+++ Given data +++

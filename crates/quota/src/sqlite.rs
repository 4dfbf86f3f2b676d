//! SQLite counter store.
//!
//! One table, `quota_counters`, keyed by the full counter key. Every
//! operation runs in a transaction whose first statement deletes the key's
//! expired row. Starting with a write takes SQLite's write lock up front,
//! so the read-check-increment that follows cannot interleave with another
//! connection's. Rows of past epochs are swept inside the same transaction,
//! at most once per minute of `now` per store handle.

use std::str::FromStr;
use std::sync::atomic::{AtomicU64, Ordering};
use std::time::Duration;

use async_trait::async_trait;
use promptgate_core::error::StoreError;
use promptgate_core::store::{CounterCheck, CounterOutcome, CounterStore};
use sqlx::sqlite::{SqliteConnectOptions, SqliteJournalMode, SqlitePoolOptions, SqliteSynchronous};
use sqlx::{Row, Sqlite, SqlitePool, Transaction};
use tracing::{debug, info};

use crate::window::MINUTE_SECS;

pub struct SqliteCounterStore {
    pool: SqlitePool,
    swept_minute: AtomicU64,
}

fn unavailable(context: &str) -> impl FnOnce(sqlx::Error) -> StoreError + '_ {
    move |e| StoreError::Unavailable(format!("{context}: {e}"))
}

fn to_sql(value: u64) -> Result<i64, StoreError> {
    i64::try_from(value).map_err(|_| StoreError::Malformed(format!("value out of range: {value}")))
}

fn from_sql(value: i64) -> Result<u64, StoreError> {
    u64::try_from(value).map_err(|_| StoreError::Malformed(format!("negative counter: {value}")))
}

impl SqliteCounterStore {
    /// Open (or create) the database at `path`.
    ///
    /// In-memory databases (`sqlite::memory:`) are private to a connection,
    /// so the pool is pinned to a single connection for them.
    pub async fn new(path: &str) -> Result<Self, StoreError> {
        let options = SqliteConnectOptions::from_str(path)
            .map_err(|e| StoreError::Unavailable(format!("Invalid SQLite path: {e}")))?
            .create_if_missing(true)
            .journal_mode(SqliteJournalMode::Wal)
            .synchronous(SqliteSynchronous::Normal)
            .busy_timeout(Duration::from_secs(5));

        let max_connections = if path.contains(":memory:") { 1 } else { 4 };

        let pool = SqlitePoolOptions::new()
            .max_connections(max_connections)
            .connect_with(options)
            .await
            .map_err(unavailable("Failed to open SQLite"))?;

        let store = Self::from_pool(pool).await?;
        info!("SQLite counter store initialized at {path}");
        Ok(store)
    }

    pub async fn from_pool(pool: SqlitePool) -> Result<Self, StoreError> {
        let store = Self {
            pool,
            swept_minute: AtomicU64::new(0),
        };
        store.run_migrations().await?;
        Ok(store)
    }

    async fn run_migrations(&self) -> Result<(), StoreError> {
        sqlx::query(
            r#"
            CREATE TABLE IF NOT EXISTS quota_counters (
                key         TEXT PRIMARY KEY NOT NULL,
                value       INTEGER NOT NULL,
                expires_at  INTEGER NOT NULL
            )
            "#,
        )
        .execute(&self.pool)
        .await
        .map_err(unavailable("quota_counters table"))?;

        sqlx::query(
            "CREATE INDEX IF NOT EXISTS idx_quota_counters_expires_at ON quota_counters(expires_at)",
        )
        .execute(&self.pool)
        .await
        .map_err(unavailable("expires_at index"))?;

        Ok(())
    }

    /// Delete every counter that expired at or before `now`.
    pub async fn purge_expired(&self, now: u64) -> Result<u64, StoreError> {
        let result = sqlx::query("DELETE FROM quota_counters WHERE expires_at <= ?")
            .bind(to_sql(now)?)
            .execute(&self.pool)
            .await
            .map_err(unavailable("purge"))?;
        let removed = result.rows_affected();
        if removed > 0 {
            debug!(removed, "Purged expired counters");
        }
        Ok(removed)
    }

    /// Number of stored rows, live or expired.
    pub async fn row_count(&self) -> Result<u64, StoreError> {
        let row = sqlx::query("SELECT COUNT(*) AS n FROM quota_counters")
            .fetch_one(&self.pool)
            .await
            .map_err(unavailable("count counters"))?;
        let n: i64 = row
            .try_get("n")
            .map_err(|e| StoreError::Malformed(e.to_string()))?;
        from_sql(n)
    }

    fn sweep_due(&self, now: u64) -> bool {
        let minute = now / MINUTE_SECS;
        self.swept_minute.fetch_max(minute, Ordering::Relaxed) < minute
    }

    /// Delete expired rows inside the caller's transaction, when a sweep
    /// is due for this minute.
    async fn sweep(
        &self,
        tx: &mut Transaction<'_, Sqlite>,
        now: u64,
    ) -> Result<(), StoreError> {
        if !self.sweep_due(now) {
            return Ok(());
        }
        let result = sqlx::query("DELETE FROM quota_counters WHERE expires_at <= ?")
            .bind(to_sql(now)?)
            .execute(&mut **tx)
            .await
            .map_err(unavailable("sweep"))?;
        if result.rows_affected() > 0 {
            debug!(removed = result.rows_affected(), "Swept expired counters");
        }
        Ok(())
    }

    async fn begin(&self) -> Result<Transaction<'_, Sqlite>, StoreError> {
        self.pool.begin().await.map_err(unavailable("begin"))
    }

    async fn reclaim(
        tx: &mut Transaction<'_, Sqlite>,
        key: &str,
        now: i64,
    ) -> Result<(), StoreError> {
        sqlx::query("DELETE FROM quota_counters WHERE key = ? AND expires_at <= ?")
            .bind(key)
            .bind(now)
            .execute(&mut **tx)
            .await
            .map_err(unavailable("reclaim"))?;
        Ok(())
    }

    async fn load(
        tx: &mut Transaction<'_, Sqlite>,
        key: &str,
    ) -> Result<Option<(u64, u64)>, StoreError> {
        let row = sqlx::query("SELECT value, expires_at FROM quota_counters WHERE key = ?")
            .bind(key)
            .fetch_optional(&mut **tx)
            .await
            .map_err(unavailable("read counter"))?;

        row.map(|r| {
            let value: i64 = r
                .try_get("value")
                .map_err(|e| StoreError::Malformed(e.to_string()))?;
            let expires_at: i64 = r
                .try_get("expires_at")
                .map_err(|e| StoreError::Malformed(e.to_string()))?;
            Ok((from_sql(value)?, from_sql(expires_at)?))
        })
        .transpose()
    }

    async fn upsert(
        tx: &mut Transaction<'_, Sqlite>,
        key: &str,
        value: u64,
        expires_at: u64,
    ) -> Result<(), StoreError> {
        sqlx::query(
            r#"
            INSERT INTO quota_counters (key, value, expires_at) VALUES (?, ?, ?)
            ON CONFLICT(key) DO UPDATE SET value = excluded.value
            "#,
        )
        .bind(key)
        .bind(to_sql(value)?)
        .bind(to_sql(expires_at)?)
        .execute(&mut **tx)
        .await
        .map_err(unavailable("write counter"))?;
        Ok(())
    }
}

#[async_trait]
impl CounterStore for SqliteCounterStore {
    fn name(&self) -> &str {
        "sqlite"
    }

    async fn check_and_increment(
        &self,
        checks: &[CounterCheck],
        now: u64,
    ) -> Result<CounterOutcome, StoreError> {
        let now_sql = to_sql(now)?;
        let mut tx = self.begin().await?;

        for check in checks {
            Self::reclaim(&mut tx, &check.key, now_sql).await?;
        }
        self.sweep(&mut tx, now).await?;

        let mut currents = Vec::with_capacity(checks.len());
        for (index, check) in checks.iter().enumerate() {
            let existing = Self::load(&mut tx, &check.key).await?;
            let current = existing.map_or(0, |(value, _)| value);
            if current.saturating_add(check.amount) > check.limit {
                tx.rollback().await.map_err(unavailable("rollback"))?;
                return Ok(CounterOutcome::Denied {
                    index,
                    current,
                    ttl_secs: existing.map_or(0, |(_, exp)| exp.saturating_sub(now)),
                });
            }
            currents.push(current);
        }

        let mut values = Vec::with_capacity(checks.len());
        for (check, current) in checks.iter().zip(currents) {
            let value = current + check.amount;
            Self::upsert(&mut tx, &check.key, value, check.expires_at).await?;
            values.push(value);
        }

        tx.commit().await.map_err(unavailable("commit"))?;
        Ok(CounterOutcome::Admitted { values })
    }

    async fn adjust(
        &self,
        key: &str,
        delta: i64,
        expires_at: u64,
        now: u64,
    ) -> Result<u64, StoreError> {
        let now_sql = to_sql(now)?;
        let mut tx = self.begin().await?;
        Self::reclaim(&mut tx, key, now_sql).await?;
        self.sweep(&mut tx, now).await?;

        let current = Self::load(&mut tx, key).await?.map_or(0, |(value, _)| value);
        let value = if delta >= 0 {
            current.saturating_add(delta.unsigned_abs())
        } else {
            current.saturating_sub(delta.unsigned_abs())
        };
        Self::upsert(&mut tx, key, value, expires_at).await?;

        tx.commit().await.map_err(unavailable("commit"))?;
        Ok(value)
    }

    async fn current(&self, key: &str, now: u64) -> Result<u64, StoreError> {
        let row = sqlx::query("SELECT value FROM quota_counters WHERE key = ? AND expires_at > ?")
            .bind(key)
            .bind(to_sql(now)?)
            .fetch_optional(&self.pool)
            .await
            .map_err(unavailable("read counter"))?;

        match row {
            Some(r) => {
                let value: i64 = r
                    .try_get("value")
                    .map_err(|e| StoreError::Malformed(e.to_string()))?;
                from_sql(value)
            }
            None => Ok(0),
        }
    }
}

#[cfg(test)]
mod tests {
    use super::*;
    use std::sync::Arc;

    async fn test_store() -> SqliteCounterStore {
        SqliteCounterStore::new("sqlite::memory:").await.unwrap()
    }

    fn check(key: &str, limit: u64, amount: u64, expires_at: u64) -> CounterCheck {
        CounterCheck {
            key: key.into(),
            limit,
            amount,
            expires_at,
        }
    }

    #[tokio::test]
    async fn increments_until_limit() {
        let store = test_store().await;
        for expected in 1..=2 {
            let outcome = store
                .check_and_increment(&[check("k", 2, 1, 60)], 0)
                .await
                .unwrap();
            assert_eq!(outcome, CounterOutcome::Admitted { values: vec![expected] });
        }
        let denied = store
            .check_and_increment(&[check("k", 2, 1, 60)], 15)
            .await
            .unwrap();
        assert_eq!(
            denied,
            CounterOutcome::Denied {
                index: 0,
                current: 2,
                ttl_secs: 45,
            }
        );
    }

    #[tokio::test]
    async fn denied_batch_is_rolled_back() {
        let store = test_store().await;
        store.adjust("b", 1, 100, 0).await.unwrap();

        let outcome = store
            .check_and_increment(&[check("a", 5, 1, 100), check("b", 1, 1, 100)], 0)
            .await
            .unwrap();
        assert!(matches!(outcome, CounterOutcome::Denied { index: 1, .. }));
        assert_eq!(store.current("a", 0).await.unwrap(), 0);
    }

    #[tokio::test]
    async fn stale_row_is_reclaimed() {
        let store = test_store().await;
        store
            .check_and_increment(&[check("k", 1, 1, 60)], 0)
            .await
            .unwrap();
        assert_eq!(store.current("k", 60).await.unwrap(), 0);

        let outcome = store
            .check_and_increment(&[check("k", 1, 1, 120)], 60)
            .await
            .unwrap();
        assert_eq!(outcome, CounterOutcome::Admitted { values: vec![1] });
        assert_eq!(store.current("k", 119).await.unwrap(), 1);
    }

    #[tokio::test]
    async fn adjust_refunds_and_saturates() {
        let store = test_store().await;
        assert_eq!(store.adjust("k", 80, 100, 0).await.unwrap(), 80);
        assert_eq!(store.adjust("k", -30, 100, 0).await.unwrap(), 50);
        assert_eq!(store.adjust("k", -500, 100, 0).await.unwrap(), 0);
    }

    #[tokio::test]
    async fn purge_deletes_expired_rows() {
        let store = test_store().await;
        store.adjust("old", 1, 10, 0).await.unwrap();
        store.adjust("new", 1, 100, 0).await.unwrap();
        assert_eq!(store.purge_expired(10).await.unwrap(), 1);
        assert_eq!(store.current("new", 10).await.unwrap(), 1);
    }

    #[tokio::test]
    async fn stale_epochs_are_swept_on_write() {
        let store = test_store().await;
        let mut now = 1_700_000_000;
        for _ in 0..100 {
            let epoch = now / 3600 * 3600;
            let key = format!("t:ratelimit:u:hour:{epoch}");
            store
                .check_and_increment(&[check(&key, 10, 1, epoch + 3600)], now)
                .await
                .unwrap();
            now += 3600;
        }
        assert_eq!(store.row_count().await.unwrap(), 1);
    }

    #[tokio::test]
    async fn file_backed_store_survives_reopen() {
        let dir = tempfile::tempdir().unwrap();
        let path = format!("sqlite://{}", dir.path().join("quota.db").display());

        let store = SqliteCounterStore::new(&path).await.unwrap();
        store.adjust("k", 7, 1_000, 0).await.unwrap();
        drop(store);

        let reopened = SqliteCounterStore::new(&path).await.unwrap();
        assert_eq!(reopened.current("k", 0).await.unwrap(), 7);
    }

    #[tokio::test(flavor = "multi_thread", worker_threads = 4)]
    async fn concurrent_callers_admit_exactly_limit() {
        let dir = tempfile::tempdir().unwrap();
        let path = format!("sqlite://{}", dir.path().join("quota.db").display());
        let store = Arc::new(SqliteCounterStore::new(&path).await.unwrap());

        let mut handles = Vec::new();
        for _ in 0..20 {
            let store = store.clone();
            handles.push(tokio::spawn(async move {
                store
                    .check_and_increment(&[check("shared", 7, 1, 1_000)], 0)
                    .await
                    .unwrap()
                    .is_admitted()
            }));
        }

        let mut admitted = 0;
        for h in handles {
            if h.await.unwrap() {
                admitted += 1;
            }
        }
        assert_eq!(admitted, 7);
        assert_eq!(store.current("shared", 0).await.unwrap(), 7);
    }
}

+++

◆ Problem to work on ◆
Look through the data and show every line containing "expected".

◆ Response box ◆
        for expected in 1..=2 {
            assert_eq!(outcome, CounterOutcome::Admitted { values: vec![expected] });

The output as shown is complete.